Saturday, April 15th, 2017

Cemore’s Monika Büscher and Malé Luján Escalante will take the game isITethical to the Public Safety Communications Europe Conference in Munich, 3-5 May 2017.

Abstract

IsITethical? The Board Game: experimenting with ethical impact assessment as creative collaborative process.

This is design-led collaborative research (Frayling 1993, Büscher et al 2011) that proposes ethical, legal and social implications (ELSI) as on-going sets of creative practices rather than a policing document outside of the design or uses of technology innovation (Balmer et al 2016; Viseu 2015). Many different codes of ethics exist, most treat ELSI abstractly or are only relevant to individual organisations. However, what ELSI mean and how they create challenges or opportunities changes depending on the actors, technologies, goals and contexts for interactions.

We have developed an IsITehthical board game as a tool and as process to collaboratively build worlds in which ELSI can be discussed, applied and developed further. The research draws on future orientated design approaches (Dunne 2008, Coulton et al 2016) and Critical Play (Flanagan 2009), Persuasive Games and Procedural Rhetoric (Bogost 2007). From the premise that past and present are individually constructed to create particular realities (Law and Urry 2004) or rhetoric about reality, and that design can be considered “as rhetoric” (Buchanan 1985), we designed a game with the premise that each time it is played, worlds are built, and in these worlds players can experience ELSI key terms and guidance ‘live’.

Speculative playing worlds may result in artefacts that can appear subversive and irreverent in nature (Coulton et all. 2016), however they can also be effective tools to instigate conversations and creative thinking on complex issues otherwise too difficult to approach, especially in a context of conflicting perspectives.

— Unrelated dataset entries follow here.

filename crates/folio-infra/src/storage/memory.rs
//! In-memory post repository - used when no database is configured.

use std::collections::HashMap;

use async_trait::async_trait;
use tokio::sync::RwLock;
use uuid::Uuid;

use folio_core::domain::{Post, PostId};
use folio_core::error::RepoError;
use folio_core::ports::{BaseRepository, PostRepository};

/// In-memory post store using a HashMap with async RwLock.
///
/// Note: Data is lost on process restart.
pub struct InMemoryPostRepository {
    store: RwLock<HashMap<PostId, Post>>,
}

impl InMemoryPostRepository {
    pub fn new() -> Self {
        Self {
            store: RwLock::new(HashMap::new()),
        }
    }

    /// Seed the store, e.g. with posts synced down from a server.
    pub fn with_posts(posts: impl IntoIterator<Item = Post>) -> Self {
        Self {
            store: RwLock::new(posts.into_iter().map(|p| (p.id, p)).collect()),
        }
    }

    pub async fn len(&self) -> usize {
        self.store.read().await.len()
    }
}

impl Default for InMemoryPostRepository {
    fn default() -> Self {
        Self::new()
    }
}

#[async_trait]
impl BaseRepository<Post, PostId> for InMemoryPostRepository {
    async fn find_by_id(&self, id: PostId) -> Result<Option<Post>, RepoError> {
        let store = self.store.read().await;
        Ok(store.get(&id).cloned())
    }

    async fn save(&self, post: Post) -> Result<Post, RepoError> {
        let mut store = self.store.write().await;
        store.insert(post.id, post.clone());
        Ok(post)
    }

    async fn delete(&self, id: PostId) -> Result<(), RepoError> {
        let mut store = self.store.write().await;
        store.remove(&id).map(|_| ()).ok_or(RepoError::NotFound)
    }
}

#[async_trait]
impl PostRepository for InMemoryPostRepository {
    async fn find_by_foreign_id(&self, foreign_id: Uuid) -> Result<Option<Post>, RepoError> {
        let store = self.store.read().await;
        Ok(store
            .values()
            .find(|p| p.is_original() && p.fields.foreign_id == Some(foreign_id))
            .cloned())
    }

    async fn list(&self) -> Result<Vec<Post>, RepoError> {
        let store = self.store.read().await;
        Ok(store.values().cloned().collect())
    }
}
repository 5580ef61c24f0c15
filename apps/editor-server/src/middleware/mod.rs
//! Middleware modules.

pub mod error;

This research is part of a large scale European Union funded (2014-17) research project SecInCore (SecInCoRe.eu), concerned with the collaborative design of technology to enable inter-organisational information sharing for disaster management from a Pan-European past disaster inventory. The game puts SecInCore research examples in motion to create situations in which ELSI guidance gets debated, used, evaluated to apply in preferable futures. In this sense, the game is also a way to catalyse community building and tangible ways to support engagement with the online IsITethical resource. The board game ultimately makes SecInCore findings engage-able and appealing to wider audiences including other practitioners that are considering in ELSI in other contexts. We explore the role of the designer into creating tools to facilitate engagements with ethics, or doing ethics through design.